フリーランス女医が教える 女医の婚活戦略
第1回 ステージ分類とトリアージ :麻酔科医・筒井冨美
第1回 ステージ分類とトリアージ :麻酔科医・筒井冨美
リアル「ドクターX」として名高い、フリーランス麻酔科医・筒井冨美先生が「女医の婚活」を独自の視点で切り取ります。
エビデンスに基づいた分析と対策は、女医の生涯未婚率をゼロに近づけるための道標になるはずです。
残念ながら、女医は男性医師ほどモテない。
2012年の総務省調査によると、女性医師の生涯未婚率は35.9%だが、男性医師は2.8%である。また、女医の婚活を表す有名な格言に「女医1/3の法則」があり、これは「女医のうち1/3は生涯独身、1/3は結婚するも離婚、1/3は結婚生活を全うできる」を意味している。
本稿は、独身女医の恋愛環境を年齢別に4期にステージ分類した。
さらに難治性とされるIII期以降の婚活戦略について、詳細に検討した。また、選択と集中に有用なトリアージのガイドラインを示した。
1.女医の婚活ステージ分類
ステージ | 年令 | 肩書き | 女子力 | 経済力 | 出会うチャンス | 男性医師の出会い | |
I | 18-24 | 医学生 | A+ | F | A | C | |
II | 25-29 | 研修医・専攻医など | A- | C | B | A+ | |
III | a | 30-34 | 医員・専門医など | B+ | B | C+ | A |
b | 35-39 | 医長・医学博士など | B- | A- | C- | A | |
VI | 40- | 講師~准教授・継承・開業医など | C | A+ | D | A |
I期:医学生時代(18-24才)
平成20年代の医大における女性率は30~35%となり、男女比はおおむね2:1である。医学部は試験や実習も多いので学業にスケジュールが拘束され、学部内サークルも多いので先輩後輩の絆も強く、医学部内で恋愛デビューする者は多い。

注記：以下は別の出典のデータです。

use mongodb::options::ClientOptions;

use super::error::{MongoDaoError, MongoResult};

/// Connection settings for the MongoDB story store.
#[derive(Clone)]
pub struct MongoConfig {
    /// Parsed client options derived from the connection URI.
    pub options: ClientOptions,
    /// Database the story collections live in.
    pub database_name: String,
}

impl MongoConfig {
    /// Parse a connection URI, defaulting the database name when absent.
    pub async fn from_uri(uri: &str, db_name: Option<&str>) -> MongoResult<Self> {
        let database_name = db_name.unwrap_or("story_weave").to_owned();
        let options =
            ClientOptions::parse(uri)
                .await
                .map_err(|source| MongoDaoError::InvalidUri {
                    uri: uri.to_owned(),
                    source,
                })?;

        Ok(Self {
            options,
            database_name,
        })
    }
}
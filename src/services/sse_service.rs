use std::{convert::Infallible, time::Duration};

use axum::response::sse::{Event, KeepAlive, Sse};
use futures::Stream;
use tokio::sync::broadcast::{self, error::RecvError};
use uuid::Uuid;

use tokio::sync::mpsc;
use tokio_stream::wrappers::ReceiverStream;

use crate::{
    dto::sse::{Handshake, OperatorHandshake, ServerEvent},
    error::ServiceError,
    state::{SharedState, SseHub},
};

/// Subscribe to the shared display SSE stream.
pub fn subscribe_display(state: &SharedState) -> broadcast::Receiver<ServerEvent> {
    state.display_sse().subscribe()
}

/// Subscribe to the operator-only SSE stream.
pub async fn subscribe_operator(
    state: &SharedState,
) -> Result<(broadcast::Receiver<ServerEvent>, String), ServiceError> {
    let token = claim_operator_token(state).await?;
    let receiver = state.operator_sse().subscribe();
    Ok((receiver, token))
}

/// Identifies the target SSE stream so we can perform stream-specific
/// bookkeeping when the connection is torn down.
#[derive(Clone)]
pub enum StreamKind {
    Display,
    /// Carries a clone of the shared application state so teardown logic can
    /// reset the operator token after the spawned task completes. Cloning
    /// `SharedState` is cheap because it is just bumping the inner `Arc`.
    Operator(SharedState),
}

/// Convert a broadcast receiver into an SSE response, forwarding events and
/// cleaning up once the client disconnects.
pub fn to_sse_stream(
    mut receiver: broadcast::Receiver<ServerEvent>,
    kind: StreamKind,
) -> Sse<impl Stream<Item = Result<Event, Infallible>>> {
    // small bounded channel between forwarder and response
    let (tx, rx) = mpsc::channel::<Result<Event, Infallible>>(8);

    // forwarder task: reads from broadcast and pushes into mpsc
    tokio::spawn(async move {
        loop {
            tokio::select! {
                _ = tx.closed() => break,
                recv_result = receiver.recv() => {
                    match recv_result {
                        Ok(payload) => {
                            let mut event = Event::default().data(payload.data);
                            if let Some(name) = payload.event {
                                event = event.event(name);
                            }

                            if tx.send(Ok(event)).await.is_err() {
                                break;
                            }
                        }
                        Err(RecvError::Closed) => break,
                        Err(RecvError::Lagged(_)) => {
                            // Skip lagged messages but keep the stream alive.
                            continue;
                        }
                    }
                }
            }
        }

        match kind {
            StreamKind::Display => tracing::info!("Display SSE stream disconnected"),
            StreamKind::Operator(state) => {
                // Own the necessary state inside the spawned task so we can
                // clean up even if the request context has already dropped.
                reset_operator_token(state).await;
                tracing::info!("Operator SSE stream disconnected")
            }
        }
    });

    // response stream reads from mpsc; when client disconnects axum drops this stream
    let stream = ReceiverStream::new(rx);
    Sse::new(stream).keep_alive(
        KeepAlive::new()
            .interval(Duration::from_secs(15))
            .text("keep-alive"),
    )
}

/// Reserve the operator token for a new stream, generating one when none
/// exists and failing if another connection already holds it.
async fn claim_operator_token(state: &SharedState) -> Result<String, ServiceError> {
    let mut guard = state.operator_token().lock().await;
    match &mut *guard {
        slot @ None => {
            let token = Uuid::new_v4().simple().to_string();
            slot.replace(token.clone());
            Ok(token)
        }
        Some(_) => Err(ServiceError::Unauthorized(
            "Another operator SSE stream is already active".into(),
        )),
    }
}

/// Broadcast a token refresh event to the operator stream.
pub fn broadcast_operator_handshake(hub: &SseHub, token: &str) {
    if let Ok(event) = ServerEvent::json(
        Some("operator_token".to_string()),
        &OperatorHandshake {
            token: token.to_string(),
        },
    ) {
        hub.broadcast(event);
    }
}

/// Send the initial handshake onto the display SSE stream so new clients
/// learn the degraded flag immediately.
pub fn broadcast_display_handshake(hub: &SseHub, degraded: bool) {
    if let Ok(event) = ServerEvent::json(
        Some("handshake".to_string()),
        &Handshake {
            stream: "display".to_string(),
            message: "display stream connected".to_string(),
            degraded,
        },
    ) {
        hub.broadcast(event);
    }
}

/// Clear any stored operator token so the next operator connection
/// negotiates a fresh credential.
async fn reset_operator_token(state: SharedState) {
    let mut guard = state.operator_token().lock().await;
    guard.take();
}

医学生時代(おおむね18⁻24才)とは生物学的にも女子力の極大期でもあり、男性多数社会なので、贅沢をいわなければ女子医学生が医学部内で彼氏を見つけることは容易である。ゆえに、このステージにおける女子医大生の恋愛予後は比較的良好である。
II期:研修医時代(25-29才)
医大卒業→病院就職の後、女医の恋愛環境は増悪する。病院という職場は、数の上では圧倒的に女性職員が多い。看護師・医局秘書のほとんどは女性だし、薬剤師・臨床心理士のような専門職も女性率が高い。さらに、研修医を採用するような大病院にはたいてい看護学校が併設されており、毎年のように21~22歳のフレッシュ看護師が就職する。男女比が逆転するだけでなく、より若い女性がライバルとして恋愛市場に新規参入してくるからである。
研修医時代の女医は先輩医師と新たに出会うケースもあるが、それ以上の頻度で「学生時代からの医師彼氏を、若ナースに取られる」ケースが、院内のあちこちで出現する。一方、男性医師にとっては研修医時代が人生最大のモテ期となる。学生時代の地味男が「学生時代をノートコピーや代返で支えてくれた糟糠の彼女」を忘れ、「病棟ナース・オペ室ナース・医局秘書の3股」のように一気にハジけてしまうようなケースが後を絶たない。
III a期:専門医時代(30-34才)
ステージI~II期における出会いのボーナス期を逃し、独身のまま30代に突入した女医は、その後の婚活において厳しい闘いを強いられる。「専門医を取得し、仕事の責任は重くなる一方」「女子力は低下する一方」「同僚の男性医師は売れる一方」という三重苦に突入するからである。
また、18~20代前半の異性獲得能力を磨くべき時期に男性多数社会というぬるま湯に属していたので、概して女医は恋愛スキルが低く、また失恋回復力が弱い。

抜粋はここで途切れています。